Stored data:
++++

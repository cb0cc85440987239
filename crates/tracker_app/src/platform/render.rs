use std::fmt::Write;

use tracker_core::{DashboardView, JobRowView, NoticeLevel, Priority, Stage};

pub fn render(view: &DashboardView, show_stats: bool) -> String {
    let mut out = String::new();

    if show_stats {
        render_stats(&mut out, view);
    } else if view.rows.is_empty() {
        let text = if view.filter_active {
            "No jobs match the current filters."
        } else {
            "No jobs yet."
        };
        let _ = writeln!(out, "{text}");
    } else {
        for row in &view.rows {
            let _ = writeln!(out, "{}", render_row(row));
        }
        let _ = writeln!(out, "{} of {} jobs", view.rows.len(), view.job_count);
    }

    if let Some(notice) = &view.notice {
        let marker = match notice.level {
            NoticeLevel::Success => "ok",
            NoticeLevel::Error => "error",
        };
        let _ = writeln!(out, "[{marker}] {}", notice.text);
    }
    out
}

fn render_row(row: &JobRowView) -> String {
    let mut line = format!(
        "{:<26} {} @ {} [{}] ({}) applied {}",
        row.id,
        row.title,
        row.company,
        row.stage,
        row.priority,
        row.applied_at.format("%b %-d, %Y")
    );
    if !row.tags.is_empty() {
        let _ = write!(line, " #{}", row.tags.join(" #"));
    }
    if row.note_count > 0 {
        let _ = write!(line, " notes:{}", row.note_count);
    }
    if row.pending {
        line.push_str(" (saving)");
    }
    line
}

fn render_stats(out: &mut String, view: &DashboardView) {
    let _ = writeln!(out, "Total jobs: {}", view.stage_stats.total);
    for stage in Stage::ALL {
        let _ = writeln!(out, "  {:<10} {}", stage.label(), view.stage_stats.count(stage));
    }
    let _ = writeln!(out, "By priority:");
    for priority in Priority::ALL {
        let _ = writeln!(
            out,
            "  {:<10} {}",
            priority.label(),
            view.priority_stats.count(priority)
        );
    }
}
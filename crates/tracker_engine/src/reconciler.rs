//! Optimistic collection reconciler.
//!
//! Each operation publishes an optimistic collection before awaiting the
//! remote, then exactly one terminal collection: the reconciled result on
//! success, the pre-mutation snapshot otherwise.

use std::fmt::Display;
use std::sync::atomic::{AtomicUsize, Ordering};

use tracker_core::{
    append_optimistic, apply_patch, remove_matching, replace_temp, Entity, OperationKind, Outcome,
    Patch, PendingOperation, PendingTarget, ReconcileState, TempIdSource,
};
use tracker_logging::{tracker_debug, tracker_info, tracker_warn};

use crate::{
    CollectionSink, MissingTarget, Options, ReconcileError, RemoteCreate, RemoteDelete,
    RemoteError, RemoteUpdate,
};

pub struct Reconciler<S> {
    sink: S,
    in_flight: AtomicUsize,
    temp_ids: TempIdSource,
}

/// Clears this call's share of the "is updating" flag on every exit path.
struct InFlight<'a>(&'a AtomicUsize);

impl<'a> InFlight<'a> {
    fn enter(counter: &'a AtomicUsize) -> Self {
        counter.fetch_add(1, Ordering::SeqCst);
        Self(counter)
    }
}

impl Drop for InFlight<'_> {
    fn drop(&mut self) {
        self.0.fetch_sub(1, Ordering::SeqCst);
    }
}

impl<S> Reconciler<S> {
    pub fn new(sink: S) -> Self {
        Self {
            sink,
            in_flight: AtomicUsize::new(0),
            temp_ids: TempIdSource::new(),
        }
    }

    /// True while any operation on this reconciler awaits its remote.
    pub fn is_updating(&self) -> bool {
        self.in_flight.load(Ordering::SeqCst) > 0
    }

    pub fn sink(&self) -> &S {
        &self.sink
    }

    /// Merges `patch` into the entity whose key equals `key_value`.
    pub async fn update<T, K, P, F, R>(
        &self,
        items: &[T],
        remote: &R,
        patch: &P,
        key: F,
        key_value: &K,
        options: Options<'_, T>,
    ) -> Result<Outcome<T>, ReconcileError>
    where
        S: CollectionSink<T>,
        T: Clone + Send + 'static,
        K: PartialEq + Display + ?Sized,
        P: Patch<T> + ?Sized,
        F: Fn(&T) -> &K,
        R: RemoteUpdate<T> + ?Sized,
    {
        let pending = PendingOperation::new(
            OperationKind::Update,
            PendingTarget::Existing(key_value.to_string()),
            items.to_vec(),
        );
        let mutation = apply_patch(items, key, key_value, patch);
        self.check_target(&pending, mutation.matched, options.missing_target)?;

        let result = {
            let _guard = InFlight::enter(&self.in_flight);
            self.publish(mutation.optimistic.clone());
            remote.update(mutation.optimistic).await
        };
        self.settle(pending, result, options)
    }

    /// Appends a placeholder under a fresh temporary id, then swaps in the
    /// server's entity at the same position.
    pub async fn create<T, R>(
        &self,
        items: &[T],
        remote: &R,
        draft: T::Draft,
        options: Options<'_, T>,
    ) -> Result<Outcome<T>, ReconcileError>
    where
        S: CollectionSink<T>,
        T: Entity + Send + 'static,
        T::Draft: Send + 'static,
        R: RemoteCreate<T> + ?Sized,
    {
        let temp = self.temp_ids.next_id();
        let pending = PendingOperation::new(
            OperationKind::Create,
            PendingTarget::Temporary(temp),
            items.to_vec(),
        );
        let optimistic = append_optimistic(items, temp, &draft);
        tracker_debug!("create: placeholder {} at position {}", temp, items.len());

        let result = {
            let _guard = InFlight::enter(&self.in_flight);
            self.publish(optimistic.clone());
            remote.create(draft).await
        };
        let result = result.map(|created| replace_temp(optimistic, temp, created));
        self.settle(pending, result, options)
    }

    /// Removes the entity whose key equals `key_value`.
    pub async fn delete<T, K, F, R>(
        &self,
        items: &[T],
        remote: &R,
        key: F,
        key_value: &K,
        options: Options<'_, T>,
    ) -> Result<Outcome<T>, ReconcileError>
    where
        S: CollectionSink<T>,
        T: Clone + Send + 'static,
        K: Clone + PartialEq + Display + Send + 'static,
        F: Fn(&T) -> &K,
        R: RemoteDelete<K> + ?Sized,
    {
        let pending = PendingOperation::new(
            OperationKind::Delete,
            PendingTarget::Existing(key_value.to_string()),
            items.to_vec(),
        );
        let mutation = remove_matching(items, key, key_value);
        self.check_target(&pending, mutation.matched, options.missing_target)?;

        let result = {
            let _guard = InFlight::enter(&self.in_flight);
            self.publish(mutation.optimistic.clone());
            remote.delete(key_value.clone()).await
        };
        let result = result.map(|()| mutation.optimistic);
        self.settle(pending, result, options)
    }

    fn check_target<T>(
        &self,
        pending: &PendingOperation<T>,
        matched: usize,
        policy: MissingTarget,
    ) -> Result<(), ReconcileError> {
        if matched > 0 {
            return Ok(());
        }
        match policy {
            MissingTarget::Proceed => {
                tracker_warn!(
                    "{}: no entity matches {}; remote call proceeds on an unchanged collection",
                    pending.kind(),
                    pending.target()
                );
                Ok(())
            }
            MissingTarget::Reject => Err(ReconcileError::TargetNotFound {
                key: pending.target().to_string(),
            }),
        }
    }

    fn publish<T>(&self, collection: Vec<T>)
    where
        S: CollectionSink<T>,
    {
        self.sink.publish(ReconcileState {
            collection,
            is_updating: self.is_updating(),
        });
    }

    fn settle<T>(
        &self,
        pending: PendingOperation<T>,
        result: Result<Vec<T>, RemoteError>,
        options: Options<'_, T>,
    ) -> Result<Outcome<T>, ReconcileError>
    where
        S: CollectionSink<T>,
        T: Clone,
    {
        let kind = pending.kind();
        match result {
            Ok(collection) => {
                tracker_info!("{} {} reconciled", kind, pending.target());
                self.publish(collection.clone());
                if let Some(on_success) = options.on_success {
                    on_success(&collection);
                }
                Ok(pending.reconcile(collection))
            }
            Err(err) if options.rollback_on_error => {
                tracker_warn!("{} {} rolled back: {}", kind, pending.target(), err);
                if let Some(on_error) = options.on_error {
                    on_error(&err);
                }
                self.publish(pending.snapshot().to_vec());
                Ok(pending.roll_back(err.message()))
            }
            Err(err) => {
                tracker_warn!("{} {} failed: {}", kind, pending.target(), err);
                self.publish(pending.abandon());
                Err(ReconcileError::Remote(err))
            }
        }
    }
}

++++

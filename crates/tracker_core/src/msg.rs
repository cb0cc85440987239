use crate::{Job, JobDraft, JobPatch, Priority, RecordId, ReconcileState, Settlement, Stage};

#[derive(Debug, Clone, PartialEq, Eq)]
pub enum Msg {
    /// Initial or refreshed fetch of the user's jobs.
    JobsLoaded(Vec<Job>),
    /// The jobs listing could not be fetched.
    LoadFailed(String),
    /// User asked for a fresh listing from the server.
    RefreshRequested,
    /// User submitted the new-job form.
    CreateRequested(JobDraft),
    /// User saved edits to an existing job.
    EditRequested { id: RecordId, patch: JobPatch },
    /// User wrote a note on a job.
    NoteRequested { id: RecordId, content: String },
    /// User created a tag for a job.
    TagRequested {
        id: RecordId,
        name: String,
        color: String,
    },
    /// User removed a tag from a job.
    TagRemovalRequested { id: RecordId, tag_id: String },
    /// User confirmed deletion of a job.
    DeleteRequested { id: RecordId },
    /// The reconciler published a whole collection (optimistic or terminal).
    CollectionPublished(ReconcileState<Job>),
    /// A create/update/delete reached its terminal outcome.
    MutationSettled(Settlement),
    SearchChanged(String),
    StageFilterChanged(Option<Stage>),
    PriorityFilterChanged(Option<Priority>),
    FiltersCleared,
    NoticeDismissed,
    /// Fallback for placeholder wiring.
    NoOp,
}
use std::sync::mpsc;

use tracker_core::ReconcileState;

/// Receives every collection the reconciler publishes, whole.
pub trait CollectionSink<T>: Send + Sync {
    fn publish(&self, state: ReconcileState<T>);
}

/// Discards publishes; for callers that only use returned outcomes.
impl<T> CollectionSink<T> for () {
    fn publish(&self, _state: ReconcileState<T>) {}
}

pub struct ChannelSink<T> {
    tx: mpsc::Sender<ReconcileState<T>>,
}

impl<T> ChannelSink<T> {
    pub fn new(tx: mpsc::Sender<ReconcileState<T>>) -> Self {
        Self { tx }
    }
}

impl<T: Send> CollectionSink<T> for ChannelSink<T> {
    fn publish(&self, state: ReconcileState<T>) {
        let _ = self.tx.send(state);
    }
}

++++

**Required work**
Where the word "crates" appears in a line of the entries, copy that line.

**Solution to the exercise**
filename crates/tracker_app/src/platform/render.rs
filename crates/tracker_engine/src/reconciler.rs
filename crates/tracker_core/src/msg.rs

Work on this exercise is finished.